Exercise description: Word for word, please restate the lines from the beginning of the data through the line in which "pub mod envelope;" appears.

[Source records]
──────────────────────────────

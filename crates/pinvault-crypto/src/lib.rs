//! pinvault-crypto: password-based file encryption for pinvault
//!
//! Envelope format (binary, no version byte, no length prefixes):
//! ```text
//! [16 bytes: salt][12 bytes: IV][N bytes: AES-256-GCM ciphertext][16 bytes: tag]
//! ```
//!
//! Key = PBKDF2-HMAC-SHA256(password, salt, 100_000 iterations, 32 bytes).
//! The salt travels inside the envelope, so the same password reconstructs
//! the key on any client without the key ever leaving memory.

pub mod cipher;
pub mod envelope;
pub mod error;
pub mod integrity;
pub mod kdf;

pub use cipher::{EncryptedFile, FileCipher};
pub use envelope::{decode, encode, EnvelopeParts};
pub use error::{CryptoError, CryptoResult};
pub use integrity::{sha256_hex, verify_integrity};
pub use kdf::{derive_key, DerivedKey, KdfParams};

/// Size of a derived AES-256 key in bytes
pub const KEY_SIZE: usize = 32;

/// Size of the per-envelope KDF salt
pub const SALT_SIZE: usize = 16;

/// Size of an AES-GCM IV (96-bit)
pub const IV_SIZE: usize = 12;

/// Size of a GCM authentication tag
pub const TAG_SIZE: usize = 16;

/// Fixed envelope header: salt + IV
pub const HEADER_SIZE: usize = SALT_SIZE + IV_SIZE;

──────────────────────────────

Solution to this problem:
filename crates/pinvault-crypto/src/lib.rs
//! pinvault-crypto: password-based file encryption for pinvault
//!
//! Envelope format (binary, no version byte, no length prefixes):
//! ```text
//! [16 bytes: salt][12 bytes: IV][N bytes: AES-256-GCM ciphertext][16 bytes: tag]
//! ```
//!
//! Key = PBKDF2-HMAC-SHA256(password, salt, 100_000 iterations, 32 bytes).
//! The salt travels inside the envelope, so the same password reconstructs
//! the key on any client without the key ever leaving memory.

pub mod cipher;
pub mod envelope;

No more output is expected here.